# Data provided
►

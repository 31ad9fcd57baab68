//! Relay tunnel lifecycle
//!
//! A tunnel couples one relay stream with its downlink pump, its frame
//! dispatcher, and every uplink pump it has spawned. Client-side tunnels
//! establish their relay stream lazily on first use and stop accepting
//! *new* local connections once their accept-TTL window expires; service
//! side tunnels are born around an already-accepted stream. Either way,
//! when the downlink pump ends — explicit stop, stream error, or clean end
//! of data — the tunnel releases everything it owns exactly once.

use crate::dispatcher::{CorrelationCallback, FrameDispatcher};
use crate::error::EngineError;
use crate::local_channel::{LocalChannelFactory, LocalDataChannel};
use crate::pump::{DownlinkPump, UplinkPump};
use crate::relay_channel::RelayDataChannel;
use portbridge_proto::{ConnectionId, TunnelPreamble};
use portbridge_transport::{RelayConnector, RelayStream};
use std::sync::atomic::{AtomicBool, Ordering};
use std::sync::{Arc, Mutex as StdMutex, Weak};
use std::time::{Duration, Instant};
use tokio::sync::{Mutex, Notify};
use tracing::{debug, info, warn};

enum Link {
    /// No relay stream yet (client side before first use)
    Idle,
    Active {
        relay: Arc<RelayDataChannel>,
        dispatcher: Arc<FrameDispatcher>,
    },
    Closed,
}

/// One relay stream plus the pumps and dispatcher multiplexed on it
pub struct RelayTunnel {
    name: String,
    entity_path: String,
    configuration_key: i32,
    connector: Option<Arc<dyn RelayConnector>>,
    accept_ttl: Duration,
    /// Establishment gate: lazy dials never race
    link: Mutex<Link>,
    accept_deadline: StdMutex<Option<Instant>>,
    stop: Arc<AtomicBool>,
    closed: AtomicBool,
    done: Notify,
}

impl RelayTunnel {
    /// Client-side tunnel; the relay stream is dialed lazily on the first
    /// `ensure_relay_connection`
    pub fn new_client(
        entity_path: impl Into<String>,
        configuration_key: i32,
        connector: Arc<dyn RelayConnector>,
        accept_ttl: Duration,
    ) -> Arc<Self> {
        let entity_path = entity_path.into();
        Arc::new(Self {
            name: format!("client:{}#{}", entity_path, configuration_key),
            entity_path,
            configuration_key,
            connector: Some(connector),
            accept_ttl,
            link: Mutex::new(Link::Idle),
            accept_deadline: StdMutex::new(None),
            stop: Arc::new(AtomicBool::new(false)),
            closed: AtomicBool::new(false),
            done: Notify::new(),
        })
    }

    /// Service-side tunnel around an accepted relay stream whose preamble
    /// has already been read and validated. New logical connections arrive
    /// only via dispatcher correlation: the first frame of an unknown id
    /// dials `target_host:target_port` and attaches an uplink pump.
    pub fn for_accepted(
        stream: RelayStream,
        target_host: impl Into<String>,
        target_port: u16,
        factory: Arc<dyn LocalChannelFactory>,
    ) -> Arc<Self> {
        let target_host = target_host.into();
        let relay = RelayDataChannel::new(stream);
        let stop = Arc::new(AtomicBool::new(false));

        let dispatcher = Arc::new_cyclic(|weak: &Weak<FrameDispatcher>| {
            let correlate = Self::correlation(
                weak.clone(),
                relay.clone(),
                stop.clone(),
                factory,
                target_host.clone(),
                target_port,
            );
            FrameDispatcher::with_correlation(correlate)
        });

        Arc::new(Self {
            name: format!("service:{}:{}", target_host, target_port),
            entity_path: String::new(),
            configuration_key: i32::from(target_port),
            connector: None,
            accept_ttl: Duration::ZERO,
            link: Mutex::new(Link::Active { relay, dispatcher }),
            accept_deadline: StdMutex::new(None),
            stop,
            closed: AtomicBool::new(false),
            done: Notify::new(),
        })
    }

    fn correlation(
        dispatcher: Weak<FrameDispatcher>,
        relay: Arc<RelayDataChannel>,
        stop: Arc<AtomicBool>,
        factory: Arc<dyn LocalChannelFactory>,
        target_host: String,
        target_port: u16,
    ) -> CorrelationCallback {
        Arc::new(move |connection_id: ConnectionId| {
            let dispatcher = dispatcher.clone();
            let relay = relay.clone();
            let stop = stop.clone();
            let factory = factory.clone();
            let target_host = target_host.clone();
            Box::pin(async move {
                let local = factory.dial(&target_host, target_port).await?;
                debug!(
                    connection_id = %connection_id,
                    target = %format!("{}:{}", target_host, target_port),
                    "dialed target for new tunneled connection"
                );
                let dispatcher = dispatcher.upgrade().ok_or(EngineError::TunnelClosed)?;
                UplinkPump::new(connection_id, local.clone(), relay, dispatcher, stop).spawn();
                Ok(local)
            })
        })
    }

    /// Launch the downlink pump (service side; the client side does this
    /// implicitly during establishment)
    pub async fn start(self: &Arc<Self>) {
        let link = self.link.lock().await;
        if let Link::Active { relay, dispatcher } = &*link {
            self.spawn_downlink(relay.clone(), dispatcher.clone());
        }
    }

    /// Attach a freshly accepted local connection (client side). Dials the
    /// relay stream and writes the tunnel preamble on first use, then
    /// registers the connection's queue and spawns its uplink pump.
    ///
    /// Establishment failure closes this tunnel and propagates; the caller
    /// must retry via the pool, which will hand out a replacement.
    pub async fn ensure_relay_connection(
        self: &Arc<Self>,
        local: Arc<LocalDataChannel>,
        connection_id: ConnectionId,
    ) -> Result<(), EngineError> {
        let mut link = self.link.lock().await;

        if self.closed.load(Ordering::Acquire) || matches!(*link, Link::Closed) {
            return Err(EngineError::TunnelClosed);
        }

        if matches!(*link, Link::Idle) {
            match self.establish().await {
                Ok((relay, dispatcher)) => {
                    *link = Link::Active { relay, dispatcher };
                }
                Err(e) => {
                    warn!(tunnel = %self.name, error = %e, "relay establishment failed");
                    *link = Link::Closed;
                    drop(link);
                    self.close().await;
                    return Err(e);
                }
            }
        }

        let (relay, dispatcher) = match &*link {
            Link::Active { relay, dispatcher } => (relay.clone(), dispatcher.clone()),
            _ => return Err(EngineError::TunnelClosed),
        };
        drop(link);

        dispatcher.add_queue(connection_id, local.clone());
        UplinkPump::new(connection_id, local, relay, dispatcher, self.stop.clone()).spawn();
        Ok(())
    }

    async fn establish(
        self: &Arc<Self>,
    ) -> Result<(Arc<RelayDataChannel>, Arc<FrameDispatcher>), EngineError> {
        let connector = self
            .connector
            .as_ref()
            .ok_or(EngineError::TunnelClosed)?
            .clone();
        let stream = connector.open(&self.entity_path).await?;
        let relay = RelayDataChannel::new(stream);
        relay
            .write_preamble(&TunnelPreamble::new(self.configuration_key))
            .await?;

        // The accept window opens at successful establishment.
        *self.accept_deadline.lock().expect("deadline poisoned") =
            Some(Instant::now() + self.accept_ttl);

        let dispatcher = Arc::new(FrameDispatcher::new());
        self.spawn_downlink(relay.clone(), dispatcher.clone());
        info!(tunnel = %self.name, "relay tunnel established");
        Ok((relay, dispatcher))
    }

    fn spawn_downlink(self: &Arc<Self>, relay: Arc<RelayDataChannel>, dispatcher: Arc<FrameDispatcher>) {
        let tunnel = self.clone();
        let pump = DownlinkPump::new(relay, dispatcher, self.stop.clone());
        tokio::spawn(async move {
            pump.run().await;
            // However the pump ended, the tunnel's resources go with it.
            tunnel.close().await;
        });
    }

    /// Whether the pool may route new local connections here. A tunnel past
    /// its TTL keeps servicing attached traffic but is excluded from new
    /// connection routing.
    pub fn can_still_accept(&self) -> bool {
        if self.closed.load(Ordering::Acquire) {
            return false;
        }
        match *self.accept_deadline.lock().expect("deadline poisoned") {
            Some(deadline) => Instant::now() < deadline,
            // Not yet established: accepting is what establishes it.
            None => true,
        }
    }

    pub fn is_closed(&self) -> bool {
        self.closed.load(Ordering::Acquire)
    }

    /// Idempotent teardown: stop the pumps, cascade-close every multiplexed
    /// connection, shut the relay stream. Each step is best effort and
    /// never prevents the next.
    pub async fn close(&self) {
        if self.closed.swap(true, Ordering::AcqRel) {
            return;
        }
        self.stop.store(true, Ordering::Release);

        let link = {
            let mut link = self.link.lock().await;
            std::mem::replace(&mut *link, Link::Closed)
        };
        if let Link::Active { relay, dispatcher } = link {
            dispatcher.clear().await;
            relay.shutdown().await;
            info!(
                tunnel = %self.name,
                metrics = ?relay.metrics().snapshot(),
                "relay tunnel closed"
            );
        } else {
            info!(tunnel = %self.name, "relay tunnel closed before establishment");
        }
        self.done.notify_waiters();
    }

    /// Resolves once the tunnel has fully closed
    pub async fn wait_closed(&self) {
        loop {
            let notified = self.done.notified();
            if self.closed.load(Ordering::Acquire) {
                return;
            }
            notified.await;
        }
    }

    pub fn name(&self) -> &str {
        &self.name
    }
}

◄
►

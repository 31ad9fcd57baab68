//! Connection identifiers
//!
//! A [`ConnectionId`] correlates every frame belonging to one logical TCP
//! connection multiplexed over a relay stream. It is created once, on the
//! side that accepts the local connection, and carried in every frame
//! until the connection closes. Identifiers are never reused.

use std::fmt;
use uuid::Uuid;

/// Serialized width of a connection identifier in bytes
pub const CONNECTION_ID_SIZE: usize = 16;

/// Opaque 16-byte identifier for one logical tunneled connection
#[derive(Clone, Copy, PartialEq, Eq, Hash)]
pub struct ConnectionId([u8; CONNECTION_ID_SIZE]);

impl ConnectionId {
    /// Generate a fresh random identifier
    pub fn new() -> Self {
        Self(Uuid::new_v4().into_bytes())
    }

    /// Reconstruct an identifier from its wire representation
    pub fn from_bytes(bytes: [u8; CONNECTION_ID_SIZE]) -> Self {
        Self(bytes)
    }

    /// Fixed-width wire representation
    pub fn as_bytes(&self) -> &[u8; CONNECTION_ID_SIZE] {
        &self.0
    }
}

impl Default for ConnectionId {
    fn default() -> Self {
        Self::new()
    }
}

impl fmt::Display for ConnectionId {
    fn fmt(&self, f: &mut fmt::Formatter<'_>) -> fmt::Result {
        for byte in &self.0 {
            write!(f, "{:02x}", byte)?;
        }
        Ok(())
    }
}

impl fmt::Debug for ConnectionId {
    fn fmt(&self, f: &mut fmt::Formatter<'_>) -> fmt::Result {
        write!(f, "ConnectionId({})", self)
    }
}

◄

# Task to complete
Search the data for "move". Copy every line that has it.

# Response below
        Arc::new(move |connection_id: ConnectionId| {
            Box::pin(async move {
        tokio::spawn(async move {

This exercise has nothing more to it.